De ces années adolescentes, nous avons su en apaiser les tourments. Il est quand même des avantages à devenir grand !
Apprécier la lumière de l'instant, la senteur du "Blue moon" parce que c'est rafraîchissant, savoir que "provisoirement ça veut dire pas tout le temps", mais que d'autres choses durent longtemps, que Chloé ne rime pas avec nénuphar, qu'il est toujours un phare éclairé au milieu des nuits les plus noires, que "tomorrow is another day", que malgré les tempêtes et les ciels enflammés Tara résistera et que Scarlett O'Hara...
Le nombre peut résonner comme une grosse caisse, un roulement de tambour, il sonne lourd dans l'inconscient collectif. Pourtant ce n'est pas un récif où le bateau pourrait s'échouer, c'est au contraire la promesse d'une suite de voyage sans ambages.
Les printemps passés, les écueils des saisons antérieures n'auront pu effacer ton sourire enchanteur, ton humeur badine, ton regard pétillant et malicieux sur le monde et les gens.
Continue à nager, petit poisson dans les eaux sereines des courants qui te sont chers, de l'Aude à la Seine, des cascades enjouées aux rivières souterraines, des rivages océaniques aux côtes méditerranéennes. Et pour t'évader, tu vas parfois promener tes pensées sur les rivages de la mer de la Tranquillité, je le sais je t'y ai croisée...
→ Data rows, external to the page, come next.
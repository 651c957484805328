//! Analysis settings
//!
//! Credential, model, endpoint and timeout for the analysis service. Values
//! come from defaults, an optional JSON file, then environment variables,
//! each overriding the previous.

use std::env;
use std::fs;
use std::path::Path;

use serde::{Deserialize, Serialize};

use crate::analysis::ApiKey;
use crate::error::{QuietRoomError, Result};

pub const DEFAULT_MODEL: &str = "gemini-2.5-flash";
pub const DEFAULT_ENDPOINT: &str = "https://generativelanguage.googleapis.com/v1beta";

/// Environment variables checked for the API key, in order
pub const API_KEY_VARS: [&str; 3] = ["QUIETROOM_API_KEY", "GEMINI_API_KEY", "API_KEY"];
pub const MODEL_VAR: &str = "QUIETROOM_MODEL";
pub const ENDPOINT_VAR: &str = "QUIETROOM_ENDPOINT";
pub const TIMEOUT_VAR: &str = "QUIETROOM_TIMEOUT_MS";

#[derive(Clone, PartialEq, Serialize, Deserialize)]
#[serde(default)]
pub struct AnalysisSettings {
    pub api_key: Option<String>,
    pub model: String,
    pub endpoint: String,
    /// Request timeout; the transport default applies when unset
    pub timeout_ms: Option<u64>,
}

impl Default for AnalysisSettings {
    fn default() -> Self {
        Self {
            api_key: None,
            model: DEFAULT_MODEL.to_string(),
            endpoint: DEFAULT_ENDPOINT.to_string(),
            timeout_ms: None,
        }
    }
}

impl std::fmt::Debug for AnalysisSettings {
    fn fmt(&self, f: &mut std::fmt::Formatter<'_>) -> std::fmt::Result {
        f.debug_struct("AnalysisSettings")
            .field("api_key", &self.api_key.as_ref().map(|_| "****"))
            .field("model", &self.model)
            .field("endpoint", &self.endpoint)
            .field("timeout_ms", &self.timeout_ms)
            .finish()
    }
}

impl AnalysisSettings {
    /// Defaults overridden by the process environment
    pub fn from_env() -> Result<Self> {
        Self::default().with_overrides(|name| env::var(name).ok())
    }

    /// Load a JSON settings file; missing fields keep their defaults
    pub fn from_file(path: &Path) -> Result<Self> {
        let content = fs::read_to_string(path)?;
        serde_json::from_str(&content).map_err(|e| QuietRoomError::SettingsError {
            reason: format!("{}: {}", path.display(), e),
        })
    }

    /// Optional file, then the environment
    pub fn load(path: Option<&Path>) -> Result<Self> {
        let base = match path {
            Some(path) => Self::from_file(path)?,
            None => Self::default(),
        };
        base.with_overrides(|name| env::var(name).ok())
    }

    /// Apply overrides from any variable lookup
    pub fn with_overrides<F>(mut self, lookup: F) -> Result<Self>
    where
        F: Fn(&str) -> Option<String>,
    {
        if let Some(key) = API_KEY_VARS
            .iter()
            .filter_map(|name| lookup(name))
            .find(|value| !value.trim().is_empty())
        {
            self.api_key = Some(key);
        }
        if let Some(model) = lookup(MODEL_VAR) {
            self.model = model;
        }
        if let Some(endpoint) = lookup(ENDPOINT_VAR) {
            self.endpoint = endpoint;
        }
        if let Some(timeout) = lookup(TIMEOUT_VAR) {
            let timeout_ms = timeout.trim().parse().map_err(|_| QuietRoomError::SettingsError {
                reason: format!("{} must be a number of milliseconds, got '{}'", TIMEOUT_VAR, timeout),
            })?;
            self.timeout_ms = Some(timeout_ms);
        }
        Ok(self)
    }

    pub fn with_api_key(mut self, key: &str) -> Self {
        self.api_key = Some(key.to_string());
        self
    }

    /// Usable credential, if any
    pub fn api_key(&self) -> Option<ApiKey> {
        self.api_key.as_deref().and_then(ApiKey::new)
    }
}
Les cinquante balais ne te serviront qu'à déblayer ces quelques feuilles mortes qui s'immiscent subrepticement sous les portes, et les éventuelles traces sur ton joli minois dans le miroir ne seront qu'illusoires, "l'essentiel est invisible pour les yeux..." et nous c'est sûr nous ne serons jamais vieux ! (ni mâles non plus mais fallait que ça rime un peu!)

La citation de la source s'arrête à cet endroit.